== Supplied records ==
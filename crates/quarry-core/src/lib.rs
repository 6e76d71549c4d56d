//! quarry-core - Core library for quarry.
//!
//! This crate provides the visitable and container types, the path-query
//! engine, the dispatcher that routes each visitable to a visitor, results
//! aggregation and output placement.
//!
//! # Example
//!
//! ```
//! use quarry_core::{OutputPlacer, PathQuery, ResultsFormat, Runner, XPathVisitor};
//! use quarry_core::types::{Element, HtmlContainer, Visitable};
//!
//! let page = HtmlContainer::new(
//!     Some("paper.html".into()),
//!     Element::new("html").with_child(Element::new("title").with_text("Results")),
//! );
//! let out = std::env::temp_dir().join("quarry-doc-example");
//! let runner = Runner::new(
//!     XPathVisitor::new(PathQuery::parse("//title").unwrap()),
//!     OutputPlacer::new(&out, ResultsFormat::Xml),
//! );
//! let summary = runner.run(&[Visitable::html(vec![page])]).unwrap();
//! assert_eq!(summary.match_count(), 1);
//! ```

pub mod config;
pub mod error;
pub mod output;
pub mod query;
pub mod runner;
pub mod search;
pub mod traits;
pub mod types;
pub mod visitor;

// Re-export commonly used types
pub use config::QuarryConfig;
pub use error::{ErrorCode, QuarryError, QuarryResult};
pub use output::{OutputPlacer, OutputTarget, PlacementReport, ResultsFormat};
pub use query::{PathQuery, QueryMatch};
pub use runner::{RunSummary, Runner};
pub use search::PathSearcher;
pub use traits::{PdfConverter, Searcher};
pub use types::{
    Container, ContentNode, Element, ResultKind, ResultNode, ResultsTree, Visitable, VisitableKind,
};
pub use visitor::{Dispatcher, HandlerTable, Handling, PatternVisitor, Visitor, XPathVisitor};
//! Results serialization and artifact placement.

mod placer;
mod xml;

pub use placer::{MirrorEntry, OutputPlacer, OutputTarget, PlacementReport};

use serde::{Deserialize, Serialize};
use strum::{Display, EnumString};

use crate::error::{QuarryError, QuarryResult};
use crate::types::ResultsTree;

/// Serialization format of results artifacts.
#[derive(
    Debug, Clone, Copy, Default, PartialEq, Eq, Serialize, Deserialize, Display, EnumString,
)]
#[strum(serialize_all = "lowercase", ascii_case_insensitive)]
#[serde(rename_all = "lowercase")]
pub enum ResultsFormat {
    #[default]
    Xml,
    Json,
}

impl ResultsFormat {
    /// File extension for artifacts in this format.
    pub fn extension(&self) -> &'static str {
        match self {
            ResultsFormat::Xml => "xml",
            ResultsFormat::Json => "json",
        }
    }

    /// Artifact file name, e.g. `results.xml`.
    pub fn file_name(&self) -> String {
        format!("results.{}", self.extension())
    }

    /// Serialize a tree. Depends only on the tree's current state.
    pub fn serialize(&self, tree: &ResultsTree) -> QuarryResult<String> {
        match self {
            ResultsFormat::Xml => xml::render(tree),
            ResultsFormat::Json => serde_json::to_string_pretty(tree)
                .map_err(|e| QuarryError::serialization(e.to_string())),
        }
    }
}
===
**Work order:**
Write the material out once more, exactly as it reads.

**Response area:**
filename crates/quarry-core/src/lib.rs
repository 6e76d71549c4d56d
//! quarry-core - Core library for quarry.
//!
//! This crate provides the visitable and container types, the path-query
//! engine, the dispatcher that routes each visitable to a visitor, results
//! aggregation and output placement.
//!
//! # Example
//!
//! ```
//! use quarry_core::{OutputPlacer, PathQuery, ResultsFormat, Runner, XPathVisitor};
//! use quarry_core::types::{Element, HtmlContainer, Visitable};
//!
//! let page = HtmlContainer::new(
//!     Some("paper.html".into()),
//!     Element::new("html").with_child(Element::new("title").with_text("Results")),
//! );
//! let out = std::env::temp_dir().join("quarry-doc-example");
//! let runner = Runner::new(
//!     XPathVisitor::new(PathQuery::parse("//title").unwrap()),
//!     OutputPlacer::new(&out, ResultsFormat::Xml),
//! );
//! let summary = runner.run(&[Visitable::html(vec![page])]).unwrap();
//! assert_eq!(summary.match_count(), 1);
//! ```

pub mod config;
pub mod error;
pub mod output;
pub mod query;
pub mod runner;
pub mod search;
pub mod traits;
pub mod types;
pub mod visitor;

// Re-export commonly used types
pub use config::QuarryConfig;
pub use error::{ErrorCode, QuarryError, QuarryResult};
pub use output::{OutputPlacer, OutputTarget, PlacementReport, ResultsFormat};
pub use query::{PathQuery, QueryMatch};
pub use runner::{RunSummary, Runner};
pub use search::PathSearcher;
pub use traits::{PdfConverter, Searcher};
pub use types::{
    Container, ContentNode, Element, ResultKind, ResultNode, ResultsTree, Visitable, VisitableKind,
};
pub use visitor::{Dispatcher, HandlerTable, Handling, PatternVisitor, Visitor, XPathVisitor};
//! Results serialization and artifact placement.

mod placer;
mod xml;

pub use placer::{MirrorEntry, OutputPlacer, OutputTarget, PlacementReport};

use serde::{Deserialize, Serialize};
use strum::{Display, EnumString};

use crate::error::{QuarryError, QuarryResult};
use crate::types::ResultsTree;

/// Serialization format of results artifacts.
#[derive(
    Debug, Clone, Copy, Default, PartialEq, Eq, Serialize, Deserialize, Display, EnumString,
)]
#[strum(serialize_all = "lowercase", ascii_case_insensitive)]
#[serde(rename_all = "lowercase")]
pub enum ResultsFormat {
    #[default]
    Xml,
    Json,
}

impl ResultsFormat {
    /// File extension for artifacts in this format.
    pub fn extension(&self) -> &'static str {
        match self {
            ResultsFormat::Xml => "xml",
            ResultsFormat::Json => "json",
        }
    }

    /// Artifact file name, e.g. `results.xml`.
    pub fn file_name(&self) -> String {
        format!("results.{}", self.extension())
    }

    /// Serialize a tree. Depends only on the tree's current state.
    pub fn serialize(&self, tree: &ResultsTree) -> QuarryResult<String> {
        match self {
            ResultsFormat::Xml => xml::render(tree),
            ResultsFormat::Json => serde_json::to_string_pretty(tree)
                .map_err(|e| QuarryError::serialization(e.to_string())),
        }
    }
}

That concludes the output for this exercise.